- Opening Delimiter -

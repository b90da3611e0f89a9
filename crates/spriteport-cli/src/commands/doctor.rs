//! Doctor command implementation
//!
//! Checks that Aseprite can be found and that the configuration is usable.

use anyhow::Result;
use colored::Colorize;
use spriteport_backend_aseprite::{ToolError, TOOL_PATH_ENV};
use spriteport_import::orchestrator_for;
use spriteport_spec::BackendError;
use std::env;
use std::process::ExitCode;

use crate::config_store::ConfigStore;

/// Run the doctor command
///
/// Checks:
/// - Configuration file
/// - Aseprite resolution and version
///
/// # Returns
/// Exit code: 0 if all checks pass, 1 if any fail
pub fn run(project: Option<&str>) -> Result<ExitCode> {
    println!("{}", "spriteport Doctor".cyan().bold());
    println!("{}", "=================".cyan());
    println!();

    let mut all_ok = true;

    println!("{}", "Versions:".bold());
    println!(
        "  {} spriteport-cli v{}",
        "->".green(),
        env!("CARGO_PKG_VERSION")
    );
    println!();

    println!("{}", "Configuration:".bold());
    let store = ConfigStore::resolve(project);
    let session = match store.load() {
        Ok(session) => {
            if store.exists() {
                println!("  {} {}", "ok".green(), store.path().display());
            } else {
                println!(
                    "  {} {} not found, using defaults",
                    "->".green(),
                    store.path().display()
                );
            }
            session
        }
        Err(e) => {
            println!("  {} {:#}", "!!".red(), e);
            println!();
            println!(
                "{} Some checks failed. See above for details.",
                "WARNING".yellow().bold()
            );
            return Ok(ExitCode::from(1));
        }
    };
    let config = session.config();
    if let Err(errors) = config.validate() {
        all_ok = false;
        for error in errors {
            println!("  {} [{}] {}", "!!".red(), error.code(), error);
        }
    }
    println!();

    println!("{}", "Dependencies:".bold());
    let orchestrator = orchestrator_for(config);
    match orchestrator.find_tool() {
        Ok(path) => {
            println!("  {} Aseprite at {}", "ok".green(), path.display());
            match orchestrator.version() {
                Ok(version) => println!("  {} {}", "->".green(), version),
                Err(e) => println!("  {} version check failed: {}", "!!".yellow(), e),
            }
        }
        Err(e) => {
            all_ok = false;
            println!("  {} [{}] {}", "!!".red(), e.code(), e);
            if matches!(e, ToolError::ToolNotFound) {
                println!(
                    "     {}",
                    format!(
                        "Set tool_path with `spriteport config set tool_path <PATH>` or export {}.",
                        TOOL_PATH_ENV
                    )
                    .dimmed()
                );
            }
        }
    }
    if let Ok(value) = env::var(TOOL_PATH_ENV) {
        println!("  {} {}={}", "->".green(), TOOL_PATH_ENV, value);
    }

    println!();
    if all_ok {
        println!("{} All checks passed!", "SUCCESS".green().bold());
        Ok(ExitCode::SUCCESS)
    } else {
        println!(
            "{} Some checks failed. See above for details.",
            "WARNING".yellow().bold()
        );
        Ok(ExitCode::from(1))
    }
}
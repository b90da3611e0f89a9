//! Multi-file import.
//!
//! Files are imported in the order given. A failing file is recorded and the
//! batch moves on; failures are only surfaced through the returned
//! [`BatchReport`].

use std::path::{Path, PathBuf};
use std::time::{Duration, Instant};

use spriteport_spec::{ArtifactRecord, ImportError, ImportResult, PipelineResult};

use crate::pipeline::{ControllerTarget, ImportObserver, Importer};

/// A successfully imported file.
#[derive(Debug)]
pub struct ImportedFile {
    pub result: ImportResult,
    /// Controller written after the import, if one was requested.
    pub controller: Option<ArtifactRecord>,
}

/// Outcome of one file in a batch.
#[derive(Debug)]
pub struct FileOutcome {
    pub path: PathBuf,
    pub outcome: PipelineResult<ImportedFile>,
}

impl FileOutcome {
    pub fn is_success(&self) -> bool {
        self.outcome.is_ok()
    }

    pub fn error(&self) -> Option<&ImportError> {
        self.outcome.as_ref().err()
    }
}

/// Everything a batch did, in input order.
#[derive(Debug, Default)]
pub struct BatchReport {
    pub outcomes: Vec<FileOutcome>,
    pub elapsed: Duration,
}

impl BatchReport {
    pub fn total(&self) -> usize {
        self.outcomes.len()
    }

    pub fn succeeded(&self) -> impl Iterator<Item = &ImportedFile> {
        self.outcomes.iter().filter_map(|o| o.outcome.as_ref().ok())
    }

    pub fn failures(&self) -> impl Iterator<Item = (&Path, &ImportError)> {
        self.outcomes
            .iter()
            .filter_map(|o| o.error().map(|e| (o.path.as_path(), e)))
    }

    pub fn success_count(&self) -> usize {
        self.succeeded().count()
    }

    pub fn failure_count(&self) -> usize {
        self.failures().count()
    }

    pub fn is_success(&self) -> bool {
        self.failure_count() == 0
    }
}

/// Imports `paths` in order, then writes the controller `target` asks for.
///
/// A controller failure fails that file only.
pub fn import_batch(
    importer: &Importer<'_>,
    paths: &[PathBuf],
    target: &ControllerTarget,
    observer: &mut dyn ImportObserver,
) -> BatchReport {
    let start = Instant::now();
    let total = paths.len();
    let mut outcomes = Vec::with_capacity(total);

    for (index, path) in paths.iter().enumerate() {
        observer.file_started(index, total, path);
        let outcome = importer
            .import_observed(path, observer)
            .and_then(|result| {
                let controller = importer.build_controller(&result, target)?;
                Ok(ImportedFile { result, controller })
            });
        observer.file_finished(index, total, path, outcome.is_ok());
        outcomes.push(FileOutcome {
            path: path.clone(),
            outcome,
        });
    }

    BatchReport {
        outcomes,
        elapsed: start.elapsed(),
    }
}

- Closing Delimiter -

■ **Work order**:
Print out the complete data above, character for character.

■ **Output below**:
repository b90da3611e0f89a9
filename crates/spriteport-cli/src/commands/doctor.rs
//! Doctor command implementation
//!
//! Checks that Aseprite can be found and that the configuration is usable.

use anyhow::Result;
use colored::Colorize;
use spriteport_backend_aseprite::{ToolError, TOOL_PATH_ENV};
use spriteport_import::orchestrator_for;
use spriteport_spec::BackendError;
use std::env;
use std::process::ExitCode;

use crate::config_store::ConfigStore;

/// Run the doctor command
///
/// Checks:
/// - Configuration file
/// - Aseprite resolution and version
///
/// # Returns
/// Exit code: 0 if all checks pass, 1 if any fail
pub fn run(project: Option<&str>) -> Result<ExitCode> {
    println!("{}", "spriteport Doctor".cyan().bold());
    println!("{}", "=================".cyan());
    println!();

    let mut all_ok = true;

    println!("{}", "Versions:".bold());
    println!(
        "  {} spriteport-cli v{}",
        "->".green(),
        env!("CARGO_PKG_VERSION")
    );
    println!();

    println!("{}", "Configuration:".bold());
    let store = ConfigStore::resolve(project);
    let session = match store.load() {
        Ok(session) => {
            if store.exists() {
                println!("  {} {}", "ok".green(), store.path().display());
            } else {
                println!(
                    "  {} {} not found, using defaults",
                    "->".green(),
                    store.path().display()
                );
            }
            session
        }
        Err(e) => {
            println!("  {} {:#}", "!!".red(), e);
            println!();
            println!(
                "{} Some checks failed. See above for details.",
                "WARNING".yellow().bold()
            );
            return Ok(ExitCode::from(1));
        }
    };
    let config = session.config();
    if let Err(errors) = config.validate() {
        all_ok = false;
        for error in errors {
            println!("  {} [{}] {}", "!!".red(), error.code(), error);
        }
    }
    println!();

    println!("{}", "Dependencies:".bold());
    let orchestrator = orchestrator_for(config);
    match orchestrator.find_tool() {
        Ok(path) => {
            println!("  {} Aseprite at {}", "ok".green(), path.display());
            match orchestrator.version() {
                Ok(version) => println!("  {} {}", "->".green(), version),
                Err(e) => println!("  {} version check failed: {}", "!!".yellow(), e),
            }
        }
        Err(e) => {
            all_ok = false;
            println!("  {} [{}] {}", "!!".red(), e.code(), e);
            if matches!(e, ToolError::ToolNotFound) {
                println!(
                    "     {}",
                    format!(
                        "Set tool_path with `spriteport config set tool_path <PATH>` or export {}.",
                        TOOL_PATH_ENV
                    )
                    .dimmed()
                );
            }
        }
    }
    if let Ok(value) = env::var(TOOL_PATH_ENV) {
        println!("  {} {}={}", "->".green(), TOOL_PATH_ENV, value);
    }

    println!();
    if all_ok {
        println!("{} All checks passed!", "SUCCESS".green().bold());
        Ok(ExitCode::SUCCESS)
    } else {
        println!(
            "{} Some checks failed. See above for details.",
            "WARNING".yellow().bold()
        );
        Ok(ExitCode::from(1))
    }
}
repository b90da3611e0f89a9
//! Multi-file import.
//!
//! Files are imported in the order given. A failing file is recorded and the
//! batch moves on; failures are only surfaced through the returned
//! [`BatchReport`].

use std::path::{Path, PathBuf};
use std::time::{Duration, Instant};

use spriteport_spec::{ArtifactRecord, ImportError, ImportResult, PipelineResult};

use crate::pipeline::{ControllerTarget, ImportObserver, Importer};

/// A successfully imported file.
#[derive(Debug)]
pub struct ImportedFile {
    pub result: ImportResult,
    /// Controller written after the import, if one was requested.
    pub controller: Option<ArtifactRecord>,
}

/// Outcome of one file in a batch.
#[derive(Debug)]
pub struct FileOutcome {
    pub path: PathBuf,
    pub outcome: PipelineResult<ImportedFile>,
}

impl FileOutcome {
    pub fn is_success(&self) -> bool {
        self.outcome.is_ok()
    }

    pub fn error(&self) -> Option<&ImportError> {
        self.outcome.as_ref().err()
    }
}

/// Everything a batch did, in input order.
#[derive(Debug, Default)]
pub struct BatchReport {
    pub outcomes: Vec<FileOutcome>,
    pub elapsed: Duration,
}

impl BatchReport {
    pub fn total(&self) -> usize {
        self.outcomes.len()
    }

    pub fn succeeded(&self) -> impl Iterator<Item = &ImportedFile> {
        self.outcomes.iter().filter_map(|o| o.outcome.as_ref().ok())
    }

    pub fn failures(&self) -> impl Iterator<Item = (&Path, &ImportError)> {
        self.outcomes
            .iter()
            .filter_map(|o| o.error().map(|e| (o.path.as_path(), e)))
    }

    pub fn success_count(&self) -> usize {
        self.succeeded().count()
    }

    pub fn failure_count(&self) -> usize {
        self.failures().count()
    }

    pub fn is_success(&self) -> bool {
        self.failure_count() == 0
    }
}

/// Imports `paths` in order, then writes the controller `target` asks for.
///
/// A controller failure fails that file only.
pub fn import_batch(
    importer: &Importer<'_>,
    paths: &[PathBuf],
    target: &ControllerTarget,
    observer: &mut dyn ImportObserver,
) -> BatchReport {
    let start = Instant::now();
    let total = paths.len();
    let mut outcomes = Vec::with_capacity(total);

    for (index, path) in paths.iter().enumerate() {
        observer.file_started(index, total, path);
        let outcome = importer
            .import_observed(path, observer)
            .and_then(|result| {
                let controller = importer.build_controller(&result, target)?;
                Ok(ImportedFile { result, controller })
            });
        observer.file_finished(index, total, path, outcome.is_ok());
        outcomes.push(FileOutcome {
            path: path.clone(),
            outcome,
        });
    }

    BatchReport {
        outcomes,
        elapsed: start.elapsed(),
    }
}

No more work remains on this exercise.